» **WHAT YOU HAVE TO DO**: Each line in the listing below that includes "pairs" should be counted; give the total and nothing more.

***** PROVIDED INFORMATION *****

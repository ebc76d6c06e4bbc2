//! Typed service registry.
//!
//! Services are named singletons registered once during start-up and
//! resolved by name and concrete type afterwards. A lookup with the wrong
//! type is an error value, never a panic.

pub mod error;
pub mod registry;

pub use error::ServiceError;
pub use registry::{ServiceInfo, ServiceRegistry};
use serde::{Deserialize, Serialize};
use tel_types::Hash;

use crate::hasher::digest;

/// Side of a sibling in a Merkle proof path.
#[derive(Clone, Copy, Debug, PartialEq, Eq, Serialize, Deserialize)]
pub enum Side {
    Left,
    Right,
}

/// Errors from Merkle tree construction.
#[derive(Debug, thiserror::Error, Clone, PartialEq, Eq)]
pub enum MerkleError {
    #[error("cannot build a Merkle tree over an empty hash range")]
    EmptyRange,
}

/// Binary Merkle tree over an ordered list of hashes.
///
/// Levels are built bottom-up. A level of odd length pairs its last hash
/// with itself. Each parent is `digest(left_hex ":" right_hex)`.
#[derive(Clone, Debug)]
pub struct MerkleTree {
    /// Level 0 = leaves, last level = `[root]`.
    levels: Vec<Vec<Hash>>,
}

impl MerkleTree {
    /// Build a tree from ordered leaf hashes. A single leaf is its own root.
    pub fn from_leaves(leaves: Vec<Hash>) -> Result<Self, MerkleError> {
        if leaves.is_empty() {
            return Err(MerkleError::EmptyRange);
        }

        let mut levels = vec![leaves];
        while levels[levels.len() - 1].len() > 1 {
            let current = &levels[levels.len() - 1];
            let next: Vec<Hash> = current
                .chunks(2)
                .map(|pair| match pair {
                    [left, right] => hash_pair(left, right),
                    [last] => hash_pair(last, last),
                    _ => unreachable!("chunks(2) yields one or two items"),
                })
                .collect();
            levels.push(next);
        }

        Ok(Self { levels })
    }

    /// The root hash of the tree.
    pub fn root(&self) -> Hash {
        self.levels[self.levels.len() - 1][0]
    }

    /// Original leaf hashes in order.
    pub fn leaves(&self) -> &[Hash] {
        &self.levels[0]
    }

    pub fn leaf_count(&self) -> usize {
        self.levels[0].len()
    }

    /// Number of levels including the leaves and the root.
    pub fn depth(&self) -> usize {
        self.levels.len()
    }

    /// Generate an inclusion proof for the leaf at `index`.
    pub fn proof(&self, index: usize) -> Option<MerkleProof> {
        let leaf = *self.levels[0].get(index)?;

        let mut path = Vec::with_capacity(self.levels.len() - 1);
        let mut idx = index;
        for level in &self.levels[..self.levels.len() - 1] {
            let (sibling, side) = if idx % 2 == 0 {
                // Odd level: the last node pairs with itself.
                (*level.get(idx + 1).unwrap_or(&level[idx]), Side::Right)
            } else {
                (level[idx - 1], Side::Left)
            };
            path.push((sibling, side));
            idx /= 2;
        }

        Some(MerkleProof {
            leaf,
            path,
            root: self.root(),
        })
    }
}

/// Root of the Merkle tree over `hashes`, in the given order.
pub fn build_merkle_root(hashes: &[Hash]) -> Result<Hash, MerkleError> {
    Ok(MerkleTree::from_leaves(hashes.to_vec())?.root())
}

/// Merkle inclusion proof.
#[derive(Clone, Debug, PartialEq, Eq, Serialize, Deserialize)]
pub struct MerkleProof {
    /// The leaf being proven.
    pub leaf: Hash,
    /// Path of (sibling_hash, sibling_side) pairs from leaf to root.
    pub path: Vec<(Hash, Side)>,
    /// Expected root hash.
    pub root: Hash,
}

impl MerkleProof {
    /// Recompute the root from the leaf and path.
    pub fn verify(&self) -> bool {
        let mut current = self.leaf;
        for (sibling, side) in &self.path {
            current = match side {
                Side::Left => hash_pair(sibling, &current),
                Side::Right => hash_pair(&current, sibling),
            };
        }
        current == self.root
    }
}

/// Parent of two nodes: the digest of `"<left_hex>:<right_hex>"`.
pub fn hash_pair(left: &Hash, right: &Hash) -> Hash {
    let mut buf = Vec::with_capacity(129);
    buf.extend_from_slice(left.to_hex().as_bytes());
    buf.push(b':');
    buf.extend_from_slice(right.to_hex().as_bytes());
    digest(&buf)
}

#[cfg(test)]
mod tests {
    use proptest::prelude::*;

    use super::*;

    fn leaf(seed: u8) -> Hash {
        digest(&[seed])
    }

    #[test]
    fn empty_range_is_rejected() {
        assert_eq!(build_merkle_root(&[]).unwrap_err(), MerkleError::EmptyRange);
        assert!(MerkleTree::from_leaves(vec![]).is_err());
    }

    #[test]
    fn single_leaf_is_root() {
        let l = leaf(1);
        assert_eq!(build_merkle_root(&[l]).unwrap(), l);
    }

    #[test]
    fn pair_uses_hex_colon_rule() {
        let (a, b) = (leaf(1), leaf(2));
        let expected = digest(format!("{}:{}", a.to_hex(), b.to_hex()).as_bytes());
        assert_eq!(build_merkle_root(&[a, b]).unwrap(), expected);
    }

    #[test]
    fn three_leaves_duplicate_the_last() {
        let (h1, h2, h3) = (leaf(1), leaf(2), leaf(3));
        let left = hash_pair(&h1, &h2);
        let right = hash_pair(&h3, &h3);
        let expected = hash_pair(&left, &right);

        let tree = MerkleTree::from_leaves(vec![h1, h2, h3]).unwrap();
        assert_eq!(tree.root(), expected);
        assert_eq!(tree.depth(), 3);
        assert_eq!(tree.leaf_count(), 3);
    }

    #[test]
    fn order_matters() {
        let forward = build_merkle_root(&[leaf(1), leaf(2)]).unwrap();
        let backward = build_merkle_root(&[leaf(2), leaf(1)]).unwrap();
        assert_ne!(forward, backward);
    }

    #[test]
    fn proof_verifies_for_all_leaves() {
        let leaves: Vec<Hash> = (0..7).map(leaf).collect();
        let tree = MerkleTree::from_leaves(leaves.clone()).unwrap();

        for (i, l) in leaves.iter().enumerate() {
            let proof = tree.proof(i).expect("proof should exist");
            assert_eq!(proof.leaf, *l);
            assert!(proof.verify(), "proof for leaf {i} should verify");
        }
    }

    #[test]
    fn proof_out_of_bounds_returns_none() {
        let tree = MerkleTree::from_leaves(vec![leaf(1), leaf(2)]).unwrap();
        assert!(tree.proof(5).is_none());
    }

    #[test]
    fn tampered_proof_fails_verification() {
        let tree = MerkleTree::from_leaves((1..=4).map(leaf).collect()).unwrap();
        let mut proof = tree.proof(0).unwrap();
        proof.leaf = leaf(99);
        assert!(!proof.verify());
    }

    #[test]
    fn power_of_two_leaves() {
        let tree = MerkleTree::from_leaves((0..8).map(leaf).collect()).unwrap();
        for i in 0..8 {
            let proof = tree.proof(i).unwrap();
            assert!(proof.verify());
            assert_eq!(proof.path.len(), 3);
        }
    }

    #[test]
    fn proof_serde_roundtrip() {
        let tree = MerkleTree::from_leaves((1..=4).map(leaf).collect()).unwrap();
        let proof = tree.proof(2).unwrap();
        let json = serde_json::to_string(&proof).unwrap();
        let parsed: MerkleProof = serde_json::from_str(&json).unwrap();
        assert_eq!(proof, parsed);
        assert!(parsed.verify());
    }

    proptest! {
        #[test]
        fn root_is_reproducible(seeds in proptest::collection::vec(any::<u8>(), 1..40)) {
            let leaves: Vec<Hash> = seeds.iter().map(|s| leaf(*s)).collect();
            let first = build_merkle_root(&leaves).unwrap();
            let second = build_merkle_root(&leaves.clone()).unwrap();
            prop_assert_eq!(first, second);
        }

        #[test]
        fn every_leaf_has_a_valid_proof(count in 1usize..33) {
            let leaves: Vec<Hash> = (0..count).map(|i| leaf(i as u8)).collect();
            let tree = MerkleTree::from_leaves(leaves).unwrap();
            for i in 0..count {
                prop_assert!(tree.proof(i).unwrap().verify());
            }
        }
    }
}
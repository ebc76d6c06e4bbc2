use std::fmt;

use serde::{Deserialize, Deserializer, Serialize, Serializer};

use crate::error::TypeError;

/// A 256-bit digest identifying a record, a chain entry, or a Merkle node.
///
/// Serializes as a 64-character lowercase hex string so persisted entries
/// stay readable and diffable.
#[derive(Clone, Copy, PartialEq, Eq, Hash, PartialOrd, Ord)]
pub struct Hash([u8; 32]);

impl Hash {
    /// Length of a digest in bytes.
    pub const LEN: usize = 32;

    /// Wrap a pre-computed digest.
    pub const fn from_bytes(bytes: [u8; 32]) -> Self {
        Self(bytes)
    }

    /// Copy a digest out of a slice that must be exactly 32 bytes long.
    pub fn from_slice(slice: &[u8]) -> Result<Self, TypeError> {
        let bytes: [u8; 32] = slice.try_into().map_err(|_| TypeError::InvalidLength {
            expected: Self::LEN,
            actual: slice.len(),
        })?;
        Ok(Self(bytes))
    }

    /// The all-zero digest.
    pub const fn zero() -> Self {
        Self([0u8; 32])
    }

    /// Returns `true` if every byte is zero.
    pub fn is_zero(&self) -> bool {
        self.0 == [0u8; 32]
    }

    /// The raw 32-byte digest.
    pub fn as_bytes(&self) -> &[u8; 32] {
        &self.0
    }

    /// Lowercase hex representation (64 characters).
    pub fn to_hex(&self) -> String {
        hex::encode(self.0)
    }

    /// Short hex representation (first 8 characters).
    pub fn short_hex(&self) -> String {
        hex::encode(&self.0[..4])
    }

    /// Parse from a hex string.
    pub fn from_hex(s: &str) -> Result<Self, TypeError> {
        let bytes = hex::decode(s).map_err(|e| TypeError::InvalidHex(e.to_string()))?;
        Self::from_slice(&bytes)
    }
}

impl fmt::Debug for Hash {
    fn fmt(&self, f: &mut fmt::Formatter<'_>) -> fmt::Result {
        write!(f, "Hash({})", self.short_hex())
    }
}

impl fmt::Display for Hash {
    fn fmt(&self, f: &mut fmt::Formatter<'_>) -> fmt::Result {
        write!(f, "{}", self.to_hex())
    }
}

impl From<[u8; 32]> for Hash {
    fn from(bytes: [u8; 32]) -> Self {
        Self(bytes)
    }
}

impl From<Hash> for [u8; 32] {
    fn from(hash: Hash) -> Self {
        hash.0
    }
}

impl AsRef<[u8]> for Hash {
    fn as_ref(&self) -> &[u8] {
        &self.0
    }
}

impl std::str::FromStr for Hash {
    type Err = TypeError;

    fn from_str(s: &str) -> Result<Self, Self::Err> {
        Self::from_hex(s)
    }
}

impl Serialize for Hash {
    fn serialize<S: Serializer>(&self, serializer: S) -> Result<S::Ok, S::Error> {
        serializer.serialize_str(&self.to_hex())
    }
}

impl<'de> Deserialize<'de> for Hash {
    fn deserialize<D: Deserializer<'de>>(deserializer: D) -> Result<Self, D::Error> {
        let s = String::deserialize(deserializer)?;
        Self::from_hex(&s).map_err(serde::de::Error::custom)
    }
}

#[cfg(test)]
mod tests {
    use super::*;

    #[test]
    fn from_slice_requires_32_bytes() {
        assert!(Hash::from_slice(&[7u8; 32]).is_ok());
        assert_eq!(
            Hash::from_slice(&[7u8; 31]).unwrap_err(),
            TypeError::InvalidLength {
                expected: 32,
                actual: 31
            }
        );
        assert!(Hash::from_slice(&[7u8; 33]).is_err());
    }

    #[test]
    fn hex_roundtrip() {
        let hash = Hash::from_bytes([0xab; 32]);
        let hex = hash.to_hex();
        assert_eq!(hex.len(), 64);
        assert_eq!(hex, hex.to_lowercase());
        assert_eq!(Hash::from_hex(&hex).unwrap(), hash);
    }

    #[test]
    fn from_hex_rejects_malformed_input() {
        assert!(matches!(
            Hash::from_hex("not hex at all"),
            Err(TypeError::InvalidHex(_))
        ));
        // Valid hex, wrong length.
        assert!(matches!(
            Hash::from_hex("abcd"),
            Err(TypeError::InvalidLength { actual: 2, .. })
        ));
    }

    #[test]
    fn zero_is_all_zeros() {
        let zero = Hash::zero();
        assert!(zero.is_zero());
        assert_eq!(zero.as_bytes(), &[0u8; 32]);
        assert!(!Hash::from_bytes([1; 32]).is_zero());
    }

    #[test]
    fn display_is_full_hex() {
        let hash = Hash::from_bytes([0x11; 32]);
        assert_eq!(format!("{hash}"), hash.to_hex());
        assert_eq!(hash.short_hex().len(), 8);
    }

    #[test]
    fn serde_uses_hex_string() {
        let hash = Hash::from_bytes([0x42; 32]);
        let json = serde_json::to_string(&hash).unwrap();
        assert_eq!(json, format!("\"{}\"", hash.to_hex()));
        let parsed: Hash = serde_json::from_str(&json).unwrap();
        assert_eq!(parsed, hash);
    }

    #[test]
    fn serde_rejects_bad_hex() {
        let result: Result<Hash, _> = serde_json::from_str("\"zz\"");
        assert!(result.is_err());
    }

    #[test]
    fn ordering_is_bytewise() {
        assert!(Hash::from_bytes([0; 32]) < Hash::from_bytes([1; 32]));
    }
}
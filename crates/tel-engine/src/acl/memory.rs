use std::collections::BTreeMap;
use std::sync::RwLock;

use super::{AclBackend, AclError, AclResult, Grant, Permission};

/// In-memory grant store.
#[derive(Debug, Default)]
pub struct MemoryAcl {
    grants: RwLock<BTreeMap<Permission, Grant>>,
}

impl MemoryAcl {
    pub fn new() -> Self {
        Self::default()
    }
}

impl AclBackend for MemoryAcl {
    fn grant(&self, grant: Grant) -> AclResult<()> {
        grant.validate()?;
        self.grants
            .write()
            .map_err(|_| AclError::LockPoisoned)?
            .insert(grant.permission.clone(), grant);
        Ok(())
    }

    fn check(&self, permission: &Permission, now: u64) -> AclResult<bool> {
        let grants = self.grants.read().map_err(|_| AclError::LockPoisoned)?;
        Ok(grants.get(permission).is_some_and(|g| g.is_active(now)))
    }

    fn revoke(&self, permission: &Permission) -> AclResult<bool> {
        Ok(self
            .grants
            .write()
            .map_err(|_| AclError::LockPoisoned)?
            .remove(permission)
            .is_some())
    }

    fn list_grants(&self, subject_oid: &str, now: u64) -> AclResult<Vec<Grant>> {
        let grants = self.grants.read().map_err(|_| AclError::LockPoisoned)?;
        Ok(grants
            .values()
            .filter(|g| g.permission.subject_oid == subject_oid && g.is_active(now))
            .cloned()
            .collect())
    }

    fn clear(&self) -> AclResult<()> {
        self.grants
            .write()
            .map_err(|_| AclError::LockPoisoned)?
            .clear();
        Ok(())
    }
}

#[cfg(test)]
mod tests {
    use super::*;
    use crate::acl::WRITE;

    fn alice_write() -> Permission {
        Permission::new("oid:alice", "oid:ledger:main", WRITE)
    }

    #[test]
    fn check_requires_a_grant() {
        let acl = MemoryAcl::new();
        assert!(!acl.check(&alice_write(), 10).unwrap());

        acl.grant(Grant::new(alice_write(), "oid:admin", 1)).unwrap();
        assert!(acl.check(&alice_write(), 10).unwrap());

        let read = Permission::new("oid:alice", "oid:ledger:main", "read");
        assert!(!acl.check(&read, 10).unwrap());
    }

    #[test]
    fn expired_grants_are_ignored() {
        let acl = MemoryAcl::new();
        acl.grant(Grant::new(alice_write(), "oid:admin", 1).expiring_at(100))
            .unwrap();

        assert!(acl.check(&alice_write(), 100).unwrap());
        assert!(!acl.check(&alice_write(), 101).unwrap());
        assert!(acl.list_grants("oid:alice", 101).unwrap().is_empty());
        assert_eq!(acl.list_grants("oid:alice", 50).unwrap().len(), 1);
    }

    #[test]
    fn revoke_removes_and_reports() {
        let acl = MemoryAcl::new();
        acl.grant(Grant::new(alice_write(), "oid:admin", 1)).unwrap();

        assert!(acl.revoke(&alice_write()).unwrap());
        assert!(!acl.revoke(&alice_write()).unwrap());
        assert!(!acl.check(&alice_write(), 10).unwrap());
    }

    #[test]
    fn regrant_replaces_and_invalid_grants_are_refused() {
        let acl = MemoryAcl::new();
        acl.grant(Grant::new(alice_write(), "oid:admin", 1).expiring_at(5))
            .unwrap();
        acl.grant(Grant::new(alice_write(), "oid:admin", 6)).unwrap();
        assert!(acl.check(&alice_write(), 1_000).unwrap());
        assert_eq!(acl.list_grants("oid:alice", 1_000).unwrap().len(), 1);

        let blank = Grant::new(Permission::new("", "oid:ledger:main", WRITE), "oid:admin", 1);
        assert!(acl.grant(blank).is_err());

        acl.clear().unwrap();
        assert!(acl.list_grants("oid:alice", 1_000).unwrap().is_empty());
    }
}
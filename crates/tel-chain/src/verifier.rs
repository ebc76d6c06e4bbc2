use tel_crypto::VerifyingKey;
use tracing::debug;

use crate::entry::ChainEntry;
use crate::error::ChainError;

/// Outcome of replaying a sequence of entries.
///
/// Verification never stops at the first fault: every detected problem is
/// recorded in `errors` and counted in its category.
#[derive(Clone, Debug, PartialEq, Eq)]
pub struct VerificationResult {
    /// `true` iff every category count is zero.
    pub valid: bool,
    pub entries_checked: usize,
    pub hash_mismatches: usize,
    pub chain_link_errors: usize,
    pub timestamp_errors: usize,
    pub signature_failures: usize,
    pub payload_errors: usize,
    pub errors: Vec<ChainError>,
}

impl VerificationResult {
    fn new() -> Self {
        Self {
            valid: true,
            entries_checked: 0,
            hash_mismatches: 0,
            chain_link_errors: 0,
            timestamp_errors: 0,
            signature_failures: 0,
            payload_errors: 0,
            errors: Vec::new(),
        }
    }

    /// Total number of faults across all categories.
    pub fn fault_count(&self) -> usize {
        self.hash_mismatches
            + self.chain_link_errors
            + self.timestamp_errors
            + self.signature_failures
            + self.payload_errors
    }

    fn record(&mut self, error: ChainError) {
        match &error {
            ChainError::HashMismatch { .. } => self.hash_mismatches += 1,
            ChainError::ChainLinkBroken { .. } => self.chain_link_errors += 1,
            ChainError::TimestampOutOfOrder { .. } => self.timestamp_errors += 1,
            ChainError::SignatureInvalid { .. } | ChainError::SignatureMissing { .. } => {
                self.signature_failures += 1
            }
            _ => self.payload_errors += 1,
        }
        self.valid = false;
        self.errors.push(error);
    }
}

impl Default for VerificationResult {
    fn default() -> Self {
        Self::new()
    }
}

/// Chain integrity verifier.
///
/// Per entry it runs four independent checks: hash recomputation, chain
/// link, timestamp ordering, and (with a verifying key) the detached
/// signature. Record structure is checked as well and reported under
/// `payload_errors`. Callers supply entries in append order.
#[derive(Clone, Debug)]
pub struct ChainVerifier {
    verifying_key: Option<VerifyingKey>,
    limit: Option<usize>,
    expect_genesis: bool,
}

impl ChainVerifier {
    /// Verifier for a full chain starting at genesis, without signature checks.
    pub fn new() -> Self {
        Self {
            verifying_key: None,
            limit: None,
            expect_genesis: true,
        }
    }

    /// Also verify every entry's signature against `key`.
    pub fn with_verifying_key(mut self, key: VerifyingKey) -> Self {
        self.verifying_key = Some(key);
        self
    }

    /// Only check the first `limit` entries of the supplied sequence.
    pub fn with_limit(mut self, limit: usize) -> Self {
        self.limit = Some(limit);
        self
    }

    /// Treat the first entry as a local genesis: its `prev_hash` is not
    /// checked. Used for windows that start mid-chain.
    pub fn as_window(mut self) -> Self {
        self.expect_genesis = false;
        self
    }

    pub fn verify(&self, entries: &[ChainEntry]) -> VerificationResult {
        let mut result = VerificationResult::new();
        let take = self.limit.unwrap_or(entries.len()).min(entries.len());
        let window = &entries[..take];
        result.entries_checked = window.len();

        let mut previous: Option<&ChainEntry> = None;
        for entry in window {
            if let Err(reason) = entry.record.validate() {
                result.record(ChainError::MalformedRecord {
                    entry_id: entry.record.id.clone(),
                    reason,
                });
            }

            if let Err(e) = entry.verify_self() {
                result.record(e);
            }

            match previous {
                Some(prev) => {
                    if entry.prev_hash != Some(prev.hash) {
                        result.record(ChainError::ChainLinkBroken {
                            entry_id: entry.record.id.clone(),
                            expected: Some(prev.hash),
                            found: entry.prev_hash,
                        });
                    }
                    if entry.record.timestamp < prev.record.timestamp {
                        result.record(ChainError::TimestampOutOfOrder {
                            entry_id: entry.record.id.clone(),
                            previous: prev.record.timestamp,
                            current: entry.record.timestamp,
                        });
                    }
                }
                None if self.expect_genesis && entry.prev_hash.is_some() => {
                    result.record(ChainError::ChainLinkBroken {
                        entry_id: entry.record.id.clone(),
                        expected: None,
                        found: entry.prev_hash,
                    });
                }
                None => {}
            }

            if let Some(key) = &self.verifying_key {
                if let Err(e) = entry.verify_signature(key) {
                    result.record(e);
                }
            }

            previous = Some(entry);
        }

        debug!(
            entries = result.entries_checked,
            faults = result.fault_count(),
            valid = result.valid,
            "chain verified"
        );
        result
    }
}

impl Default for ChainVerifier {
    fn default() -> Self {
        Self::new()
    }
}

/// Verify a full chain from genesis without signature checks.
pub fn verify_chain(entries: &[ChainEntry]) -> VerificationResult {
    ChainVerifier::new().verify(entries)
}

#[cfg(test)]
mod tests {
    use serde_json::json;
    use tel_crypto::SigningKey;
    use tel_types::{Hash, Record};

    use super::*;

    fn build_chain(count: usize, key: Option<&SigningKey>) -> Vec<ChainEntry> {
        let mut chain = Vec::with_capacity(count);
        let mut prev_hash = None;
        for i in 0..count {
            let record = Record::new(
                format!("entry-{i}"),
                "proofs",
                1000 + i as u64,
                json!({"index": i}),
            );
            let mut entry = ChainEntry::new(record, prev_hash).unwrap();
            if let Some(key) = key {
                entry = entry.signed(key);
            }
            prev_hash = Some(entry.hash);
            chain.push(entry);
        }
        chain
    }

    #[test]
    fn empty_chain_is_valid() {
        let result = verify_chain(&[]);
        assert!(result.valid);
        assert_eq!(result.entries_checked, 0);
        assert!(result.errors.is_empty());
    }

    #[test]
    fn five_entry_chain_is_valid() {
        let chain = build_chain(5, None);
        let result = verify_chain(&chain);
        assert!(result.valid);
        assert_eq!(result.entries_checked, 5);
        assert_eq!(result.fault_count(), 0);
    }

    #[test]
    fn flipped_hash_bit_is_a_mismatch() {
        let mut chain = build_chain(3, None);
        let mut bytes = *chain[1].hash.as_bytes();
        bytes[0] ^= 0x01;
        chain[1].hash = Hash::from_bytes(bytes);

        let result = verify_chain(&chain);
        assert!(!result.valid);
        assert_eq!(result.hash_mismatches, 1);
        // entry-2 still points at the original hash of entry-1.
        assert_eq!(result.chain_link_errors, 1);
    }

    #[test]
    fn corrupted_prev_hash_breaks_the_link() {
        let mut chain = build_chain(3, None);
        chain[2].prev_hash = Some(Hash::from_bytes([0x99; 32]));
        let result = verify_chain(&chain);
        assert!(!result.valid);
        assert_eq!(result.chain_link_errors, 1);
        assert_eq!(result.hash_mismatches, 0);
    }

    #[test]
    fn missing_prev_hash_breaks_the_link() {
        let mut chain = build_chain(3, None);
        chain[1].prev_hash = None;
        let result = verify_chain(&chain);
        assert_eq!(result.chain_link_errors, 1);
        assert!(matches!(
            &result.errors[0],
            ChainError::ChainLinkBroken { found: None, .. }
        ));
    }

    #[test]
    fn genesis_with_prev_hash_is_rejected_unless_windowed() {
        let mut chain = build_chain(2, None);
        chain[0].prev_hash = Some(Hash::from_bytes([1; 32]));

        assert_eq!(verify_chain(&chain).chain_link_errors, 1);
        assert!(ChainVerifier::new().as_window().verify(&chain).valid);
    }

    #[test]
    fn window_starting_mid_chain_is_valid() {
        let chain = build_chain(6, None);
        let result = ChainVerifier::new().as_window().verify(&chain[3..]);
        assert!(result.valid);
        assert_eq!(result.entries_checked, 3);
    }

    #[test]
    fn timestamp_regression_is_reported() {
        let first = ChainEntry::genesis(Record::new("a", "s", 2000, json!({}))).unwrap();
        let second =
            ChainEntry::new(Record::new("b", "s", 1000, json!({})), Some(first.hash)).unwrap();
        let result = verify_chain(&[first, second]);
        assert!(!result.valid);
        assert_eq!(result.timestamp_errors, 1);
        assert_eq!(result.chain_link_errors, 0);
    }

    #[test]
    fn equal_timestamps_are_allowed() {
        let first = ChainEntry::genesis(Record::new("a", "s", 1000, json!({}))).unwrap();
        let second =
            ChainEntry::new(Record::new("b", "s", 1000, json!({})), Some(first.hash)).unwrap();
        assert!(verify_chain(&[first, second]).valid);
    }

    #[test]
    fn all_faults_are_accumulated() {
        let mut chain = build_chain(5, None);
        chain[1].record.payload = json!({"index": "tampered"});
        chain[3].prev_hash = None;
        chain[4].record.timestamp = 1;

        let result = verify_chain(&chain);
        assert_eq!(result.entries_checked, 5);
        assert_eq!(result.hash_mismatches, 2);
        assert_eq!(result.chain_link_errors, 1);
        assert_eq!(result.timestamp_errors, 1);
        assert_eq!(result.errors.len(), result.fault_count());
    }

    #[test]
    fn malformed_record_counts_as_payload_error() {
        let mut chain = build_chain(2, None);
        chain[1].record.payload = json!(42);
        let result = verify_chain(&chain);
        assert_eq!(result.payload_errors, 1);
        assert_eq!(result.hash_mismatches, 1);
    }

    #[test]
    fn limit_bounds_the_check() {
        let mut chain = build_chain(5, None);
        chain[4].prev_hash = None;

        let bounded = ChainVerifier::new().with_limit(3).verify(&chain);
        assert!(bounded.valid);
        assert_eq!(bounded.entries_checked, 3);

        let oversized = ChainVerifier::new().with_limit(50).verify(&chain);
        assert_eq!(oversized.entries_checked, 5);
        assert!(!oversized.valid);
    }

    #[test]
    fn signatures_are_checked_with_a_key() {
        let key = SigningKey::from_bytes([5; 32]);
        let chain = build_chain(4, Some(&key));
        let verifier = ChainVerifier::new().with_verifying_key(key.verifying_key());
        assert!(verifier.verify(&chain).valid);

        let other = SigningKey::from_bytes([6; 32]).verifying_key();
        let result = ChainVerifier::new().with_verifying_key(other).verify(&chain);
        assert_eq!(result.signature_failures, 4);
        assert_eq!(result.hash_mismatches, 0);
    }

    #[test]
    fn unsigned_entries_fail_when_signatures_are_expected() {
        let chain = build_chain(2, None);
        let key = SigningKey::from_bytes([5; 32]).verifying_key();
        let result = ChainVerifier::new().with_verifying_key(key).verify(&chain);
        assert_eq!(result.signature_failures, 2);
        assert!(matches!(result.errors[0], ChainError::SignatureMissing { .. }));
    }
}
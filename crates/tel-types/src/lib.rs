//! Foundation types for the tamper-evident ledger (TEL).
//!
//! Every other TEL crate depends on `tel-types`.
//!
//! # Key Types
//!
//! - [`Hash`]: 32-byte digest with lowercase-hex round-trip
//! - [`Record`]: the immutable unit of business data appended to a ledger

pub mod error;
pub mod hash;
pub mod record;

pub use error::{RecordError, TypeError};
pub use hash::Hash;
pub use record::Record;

*****

» **OUTPUT FOR THIS EXERCISE**: 3